#### How to complete this task
Set down every record below exactly as written.

#### Source material
__________

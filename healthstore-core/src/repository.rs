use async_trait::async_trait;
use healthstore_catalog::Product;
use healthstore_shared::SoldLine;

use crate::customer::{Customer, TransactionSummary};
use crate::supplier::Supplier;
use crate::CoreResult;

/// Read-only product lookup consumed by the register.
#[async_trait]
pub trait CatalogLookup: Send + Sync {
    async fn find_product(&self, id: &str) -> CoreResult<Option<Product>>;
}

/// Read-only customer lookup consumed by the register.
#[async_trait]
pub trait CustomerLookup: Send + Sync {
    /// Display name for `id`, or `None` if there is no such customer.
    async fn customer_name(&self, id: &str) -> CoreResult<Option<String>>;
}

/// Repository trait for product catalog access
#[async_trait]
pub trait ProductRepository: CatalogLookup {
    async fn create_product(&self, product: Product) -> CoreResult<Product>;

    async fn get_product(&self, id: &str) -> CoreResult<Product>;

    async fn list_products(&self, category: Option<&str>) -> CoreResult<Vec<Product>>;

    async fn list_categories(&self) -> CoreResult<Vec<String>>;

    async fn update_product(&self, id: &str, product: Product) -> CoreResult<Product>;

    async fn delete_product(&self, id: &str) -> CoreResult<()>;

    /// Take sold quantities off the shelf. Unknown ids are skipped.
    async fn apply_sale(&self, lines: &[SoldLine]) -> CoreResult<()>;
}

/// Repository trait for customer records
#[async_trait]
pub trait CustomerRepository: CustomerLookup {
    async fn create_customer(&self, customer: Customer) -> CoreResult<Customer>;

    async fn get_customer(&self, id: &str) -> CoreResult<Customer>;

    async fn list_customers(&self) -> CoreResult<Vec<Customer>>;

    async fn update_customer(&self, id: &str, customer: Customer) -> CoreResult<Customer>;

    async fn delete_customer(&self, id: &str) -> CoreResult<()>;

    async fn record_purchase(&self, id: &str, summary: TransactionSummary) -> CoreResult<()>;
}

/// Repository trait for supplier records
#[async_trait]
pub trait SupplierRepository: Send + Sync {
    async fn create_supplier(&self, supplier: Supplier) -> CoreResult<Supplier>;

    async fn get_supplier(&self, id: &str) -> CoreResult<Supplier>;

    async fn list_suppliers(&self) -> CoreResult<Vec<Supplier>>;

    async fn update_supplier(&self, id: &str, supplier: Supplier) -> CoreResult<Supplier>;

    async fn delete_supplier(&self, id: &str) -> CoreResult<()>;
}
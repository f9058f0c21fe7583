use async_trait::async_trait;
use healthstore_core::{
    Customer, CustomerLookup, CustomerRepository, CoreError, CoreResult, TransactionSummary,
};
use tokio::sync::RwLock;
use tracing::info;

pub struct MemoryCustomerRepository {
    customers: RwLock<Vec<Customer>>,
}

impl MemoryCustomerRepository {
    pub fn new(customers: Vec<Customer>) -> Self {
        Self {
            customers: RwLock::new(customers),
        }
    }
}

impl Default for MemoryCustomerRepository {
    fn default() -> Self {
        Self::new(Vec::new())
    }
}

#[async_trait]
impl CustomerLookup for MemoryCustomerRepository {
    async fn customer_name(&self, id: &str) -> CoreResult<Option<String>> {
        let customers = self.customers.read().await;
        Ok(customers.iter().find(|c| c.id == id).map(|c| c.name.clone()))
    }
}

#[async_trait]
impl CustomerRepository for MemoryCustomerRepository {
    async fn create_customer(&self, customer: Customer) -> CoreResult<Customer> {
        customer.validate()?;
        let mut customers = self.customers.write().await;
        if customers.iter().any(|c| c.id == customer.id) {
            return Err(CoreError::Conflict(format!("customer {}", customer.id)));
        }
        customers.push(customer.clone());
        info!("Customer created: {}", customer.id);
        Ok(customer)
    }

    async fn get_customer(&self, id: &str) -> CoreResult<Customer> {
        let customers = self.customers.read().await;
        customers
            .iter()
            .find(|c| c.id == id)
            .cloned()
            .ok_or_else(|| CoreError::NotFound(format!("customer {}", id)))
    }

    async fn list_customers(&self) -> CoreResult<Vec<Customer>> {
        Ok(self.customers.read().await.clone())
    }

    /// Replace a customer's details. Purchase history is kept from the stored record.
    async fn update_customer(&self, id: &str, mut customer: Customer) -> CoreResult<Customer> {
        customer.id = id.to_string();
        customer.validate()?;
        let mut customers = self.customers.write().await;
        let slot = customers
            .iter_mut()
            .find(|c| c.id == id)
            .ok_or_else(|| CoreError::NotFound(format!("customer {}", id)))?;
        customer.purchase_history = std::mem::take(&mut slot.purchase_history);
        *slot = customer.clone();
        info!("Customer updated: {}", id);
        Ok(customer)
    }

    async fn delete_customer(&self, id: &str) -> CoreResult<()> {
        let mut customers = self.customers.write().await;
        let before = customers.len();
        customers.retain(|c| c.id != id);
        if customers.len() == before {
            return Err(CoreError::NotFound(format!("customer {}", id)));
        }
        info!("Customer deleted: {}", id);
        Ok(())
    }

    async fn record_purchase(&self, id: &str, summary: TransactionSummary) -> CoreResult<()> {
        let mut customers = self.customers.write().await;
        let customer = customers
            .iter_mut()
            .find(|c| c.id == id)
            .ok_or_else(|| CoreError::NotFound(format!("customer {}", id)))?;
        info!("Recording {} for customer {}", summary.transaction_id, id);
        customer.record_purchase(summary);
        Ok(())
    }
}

__________

#### Answer for the task
filename healthstore-core/src/repository.rs
use async_trait::async_trait;
use healthstore_catalog::Product;
use healthstore_shared::SoldLine;

use crate::customer::{Customer, TransactionSummary};
use crate::supplier::Supplier;
use crate::CoreResult;

/// Read-only product lookup consumed by the register.
#[async_trait]
pub trait CatalogLookup: Send + Sync {
    async fn find_product(&self, id: &str) -> CoreResult<Option<Product>>;
}

/// Read-only customer lookup consumed by the register.
#[async_trait]
pub trait CustomerLookup: Send + Sync {
    /// Display name for `id`, or `None` if there is no such customer.
    async fn customer_name(&self, id: &str) -> CoreResult<Option<String>>;
}

/// Repository trait for product catalog access
#[async_trait]
pub trait ProductRepository: CatalogLookup {
    async fn create_product(&self, product: Product) -> CoreResult<Product>;

    async fn get_product(&self, id: &str) -> CoreResult<Product>;

    async fn list_products(&self, category: Option<&str>) -> CoreResult<Vec<Product>>;

    async fn list_categories(&self) -> CoreResult<Vec<String>>;

    async fn update_product(&self, id: &str, product: Product) -> CoreResult<Product>;

    async fn delete_product(&self, id: &str) -> CoreResult<()>;

    /// Take sold quantities off the shelf. Unknown ids are skipped.
    async fn apply_sale(&self, lines: &[SoldLine]) -> CoreResult<()>;
}

/// Repository trait for customer records
#[async_trait]
pub trait CustomerRepository: CustomerLookup {
    async fn create_customer(&self, customer: Customer) -> CoreResult<Customer>;

    async fn get_customer(&self, id: &str) -> CoreResult<Customer>;

    async fn list_customers(&self) -> CoreResult<Vec<Customer>>;

    async fn update_customer(&self, id: &str, customer: Customer) -> CoreResult<Customer>;

    async fn delete_customer(&self, id: &str) -> CoreResult<()>;

    async fn record_purchase(&self, id: &str, summary: TransactionSummary) -> CoreResult<()>;
}

/// Repository trait for supplier records
#[async_trait]
pub trait SupplierRepository: Send + Sync {
    async fn create_supplier(&self, supplier: Supplier) -> CoreResult<Supplier>;

    async fn get_supplier(&self, id: &str) -> CoreResult<Supplier>;

    async fn list_suppliers(&self) -> CoreResult<Vec<Supplier>>;

    async fn update_supplier(&self, id: &str, supplier: Supplier) -> CoreResult<Supplier>;

    async fn delete_supplier(&self, id: &str) -> CoreResult<()>;
}
repository f9058f0c21fe7583
use async_trait::async_trait;
use healthstore_core::{
    Customer, CustomerLookup, CustomerRepository, CoreError, CoreResult, TransactionSummary,
};
use tokio::sync::RwLock;
use tracing::info;

pub struct MemoryCustomerRepository {
    customers: RwLock<Vec<Customer>>,
}

impl MemoryCustomerRepository {
    pub fn new(customers: Vec<Customer>) -> Self {
        Self {
            customers: RwLock::new(customers),
        }
    }
}

impl Default for MemoryCustomerRepository {
    fn default() -> Self {
        Self::new(Vec::new())
    }
}

#[async_trait]
impl CustomerLookup for MemoryCustomerRepository {
    async fn customer_name(&self, id: &str) -> CoreResult<Option<String>> {
        let customers = self.customers.read().await;
        Ok(customers.iter().find(|c| c.id == id).map(|c| c.name.clone()))
    }
}

#[async_trait]
impl CustomerRepository for MemoryCustomerRepository {
    async fn create_customer(&self, customer: Customer) -> CoreResult<Customer> {
        customer.validate()?;
        let mut customers = self.customers.write().await;
        if customers.iter().any(|c| c.id == customer.id) {
            return Err(CoreError::Conflict(format!("customer {}", customer.id)));
        }
        customers.push(customer.clone());
        info!("Customer created: {}", customer.id);
        Ok(customer)
    }

    async fn get_customer(&self, id: &str) -> CoreResult<Customer> {
        let customers = self.customers.read().await;
        customers
            .iter()
            .find(|c| c.id == id)
            .cloned()
            .ok_or_else(|| CoreError::NotFound(format!("customer {}", id)))
    }

    async fn list_customers(&self) -> CoreResult<Vec<Customer>> {
        Ok(self.customers.read().await.clone())
    }

    /// Replace a customer's details. Purchase history is kept from the stored record.
    async fn update_customer(&self, id: &str, mut customer: Customer) -> CoreResult<Customer> {
        customer.id = id.to_string();
        customer.validate()?;
        let mut customers = self.customers.write().await;
        let slot = customers
            .iter_mut()
            .find(|c| c.id == id)
            .ok_or_else(|| CoreError::NotFound(format!("customer {}", id)))?;
        customer.purchase_history = std::mem::take(&mut slot.purchase_history);
        *slot = customer.clone();
        info!("Customer updated: {}", id);
        Ok(customer)
    }

    async fn delete_customer(&self, id: &str) -> CoreResult<()> {
        let mut customers = self.customers.write().await;
        let before = customers.len();
        customers.retain(|c| c.id != id);
        if customers.len() == before {
            return Err(CoreError::NotFound(format!("customer {}", id)));
        }
        info!("Customer deleted: {}", id);
        Ok(())
    }

    async fn record_purchase(&self, id: &str, summary: TransactionSummary) -> CoreResult<()> {
        let mut customers = self.customers.write().await;
        let customer = customers
            .iter_mut()
            .find(|c| c.id == id)
            .ok_or_else(|| CoreError::NotFound(format!("customer {}", id)))?;
        info!("Recording {} for customer {}", summary.transaction_id, id);
        customer.record_purchase(summary);
        Ok(())
    }
}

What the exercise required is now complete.